In June, the UN Committee on the Rights of the Child called on Canada to “take immediate measures to repatriate Canadian children” from northeast Syria and “provide them with appropriate assistance for their full physical and psychological recovery and social reintegration.”
Foreign Policy
Since Russia’s full-scale invasion of Ukraine in February, Canada imposed a series of targeted sanctions on more than 1,150 individuals and entities complicit in human rights abuses. Canadian sanctions also targeted Russia’s oil, gas and chemical industries, defense sector and officials and entities involved in disinformation efforts. In March, Canada referred the situation in Ukraine to the International Criminal Court (ICC) in coordination with other ICC states parties.
In March, Canada, in coordination with the United Kingdom and the United States, imposed targeted sanctions against individuals and entities “responsible for procuring and supplying arms and military equipment” to the Myanmar military, including the commander of the Air Force.
At the March session of the UN Human Rights Council, Canada and seven Latin American states presented a resolution to create a group of experts charged with investigating human rights violations in Nicaragua. The resolution passed by a vote of 20 to 7.

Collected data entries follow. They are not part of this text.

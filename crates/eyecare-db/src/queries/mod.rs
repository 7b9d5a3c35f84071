pub mod kv_store;

pub use kv_store::KvQueries;
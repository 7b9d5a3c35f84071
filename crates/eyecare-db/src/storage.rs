//! JSON key-value storage gateway.
//!
//! Writes go to the durable backend while it works. The first failed write
//! switches the gateway to the in-memory map for the rest of the process.
//! After the switch, reads that miss the memory map still fall through to the
//! durable backend, so values stored before the failure stay visible.
//! Nothing here returns an error to the caller: failures are logged and the
//! operation degrades to a missing value or a memory-only write.

use std::collections::HashSet;
use std::sync::atomic::{AtomicBool, Ordering};
use std::sync::Arc;

use eyecare_common::config::StorageConfig;
use serde::de::DeserializeOwned;
use serde::Serialize;
use tokio::sync::RwLock;
use tracing::{debug, error, info, warn};

use crate::backend::{MemoryBackend, SqliteBackend, StorageBackend};
use crate::connection::{Database, DatabaseConfig};
use crate::error::Result;

#[derive(Clone)]
pub struct StorageService {
    durable: Option<Arc<dyn StorageBackend>>,
    durable_available: Arc<AtomicBool>,
    memory: MemoryBackend,
    // Removed after the switch to memory; never read back from the durable backend
    removed: Arc<RwLock<HashSet<String>>>,
}

impl StorageService {
    /// Memory-only gateway.
    pub fn in_memory() -> Self {
        Self {
            durable: None,
            durable_available: Arc::new(AtomicBool::new(false)),
            memory: MemoryBackend::new(),
            removed: Arc::default(),
        }
    }

    pub fn with_backend(backend: Arc<dyn StorageBackend>) -> Self {
        info!("Storage gateway using {} backend", backend.name());
        Self {
            durable: Some(backend),
            durable_available: Arc::new(AtomicBool::new(true)),
            memory: MemoryBackend::new(),
            removed: Arc::default(),
        }
    }

    /// Open the SQLite backend and run migrations, failing if either step fails.
    pub async fn connect(config: &StorageConfig) -> Result<Self> {
        let db = Database::new(DatabaseConfig::from(config)).await?;
        db.run_migrations().await?;

        Ok(Self::with_backend(Arc::new(SqliteBackend::new(db))))
    }

    /// Like [`StorageService::connect`], but degrades to memory-only storage.
    pub async fn open(config: &StorageConfig) -> Self {
        if config.in_memory {
            info!("Storage configured as in-memory only");
            return Self::in_memory();
        }

        match Self::connect(config).await {
            Ok(storage) => storage,
            Err(e) => {
                warn!("Durable storage unavailable, using in-memory storage: {}", e);
                Self::in_memory()
            }
        }
    }

    pub fn is_durable(&self) -> bool {
        self.durable.is_some() && self.durable_available.load(Ordering::SeqCst)
    }

    fn active_durable(&self) -> Option<&Arc<dyn StorageBackend>> {
        if self.durable_available.load(Ordering::SeqCst) {
            self.durable.as_ref()
        } else {
            None
        }
    }

    fn mark_durable_unavailable(&self) {
        if self.durable_available.swap(false, Ordering::SeqCst) {
            warn!("Switching storage gateway to in-memory storage for this process");
        }
    }

    pub async fn save<T: Serialize + ?Sized>(&self, key: &str, value: &T) {
        let json = match serde_json::to_string(value) {
            Ok(json) => json,
            Err(e) => {
                error!("Failed to serialize value for {}: {}", key, e);
                return;
            }
        };

        if let Some(backend) = self.active_durable() {
            match backend.set(key, &json).await {
                Ok(()) => {
                    debug!("Saved {} ({} bytes)", key, json.len());
                    return;
                }
                Err(e) => {
                    error!("Error saving {}: {}", key, e);
                    self.mark_durable_unavailable();
                }
            }
        }

        // Memory writes cannot fail
        let _ = self.memory.set(key, &json).await;
        self.removed.write().await.remove(key);
    }

    async fn read_raw(&self, key: &str) -> Option<String> {
        if let Some(backend) = self.active_durable() {
            return match backend.get(key).await {
                Ok(value) => value,
                Err(e) => {
                    error!("Error loading {}: {}", key, e);
                    self.memory.get(key).await.ok().flatten()
                }
            };
        }

        if let Ok(Some(value)) = self.memory.get(key).await {
            return Some(value);
        }
        if self.removed.read().await.contains(key) {
            return None;
        }

        let backend = self.durable.as_ref()?;
        match backend.get(key).await {
            Ok(value) => value,
            Err(e) => {
                error!("Error reading {} from {} storage: {}", key, backend.name(), e);
                None
            }
        }
    }

    pub async fn load<T: DeserializeOwned>(&self, key: &str) -> Option<T> {
        let raw = self.read_raw(key).await?;

        match serde_json::from_str(&raw) {
            Ok(value) => Some(value),
            Err(e) => {
                warn!("Stored value for {} could not be decoded: {}", key, e);
                None
            }
        }
    }

    pub async fn remove(&self, key: &str) {
        match self.active_durable() {
            Some(backend) => {
                if let Err(e) = backend.remove(key).await {
                    error!("Error removing {}: {}", key, e);
                }
            }
            None if self.durable.is_some() => {
                self.removed.write().await.insert(key.to_string());
            }
            None => {}
        }
        let _ = self.memory.remove(key).await;
    }

    pub async fn has(&self, key: &str) -> bool {
        if let Some(backend) = self.active_durable() {
            match backend.contains(key).await {
                Ok(found) => return found,
                Err(e) => error!("Error checking {}: {}", key, e),
            }
            return self.memory.contains(key).await.unwrap_or(false);
        }
        self.read_raw(key).await.is_some()
    }

    /// Remove the given keys from both the durable backend and the memory map.
    pub async fn clear_all(&self, known_keys: &[String]) {
        match self.active_durable() {
            Some(backend) => {
                if let Err(e) = backend.remove_many(known_keys).await {
                    error!("Error clearing stored data: {}", e);
                }
            }
            None if self.durable.is_some() => {
                self.removed.write().await.extend(known_keys.iter().cloned());
            }
            None => {}
        }
        let _ = self.memory.remove_many(known_keys).await;
        info!("Cleared {} storage keys", known_keys.len());
    }
}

In September, Canada co-led the resolution with a group of Latin American states to renew the mandate of the UN Fact-Finding Mission on Venezuela, charged with investigating grave human rights violations committed by all parties in Venezuela since 2014. The resolution was approved by 19 votes in favour.
In July, following a decision of the International Court of Justice (ICJ) declaring the admissibility of the case, Canada reaffirmed its intention to intervene, together with the Netherlands, in proceedings relating to Gambia’s case before the court alleging that Myanmar’s atrocities against the Rohingya violated the Genocide Convention.
At this session, Canada also supported a resolution renewing the mandate of the Sri Lanka Accountability Project tasked with collecting evidence of international crimes during and following the civil war.
Canada, together with 46 other countries, also supported a joint statement at the UN Human Rights Council on the human rights situation in China calling on authorities to end the arbitrary detention of Muslim Uyghurs and other communities in Xinjiang.
In October, following the widespread outcry over the death of an Iranian woman in the custody of Tehran’s “morality police,” Canada imposed targeted sanctions on Iranian officials, including the Iranian Revolutionary Guard Corp (IRGC)’s top leadership, rendering them inadmissible to Canada for life.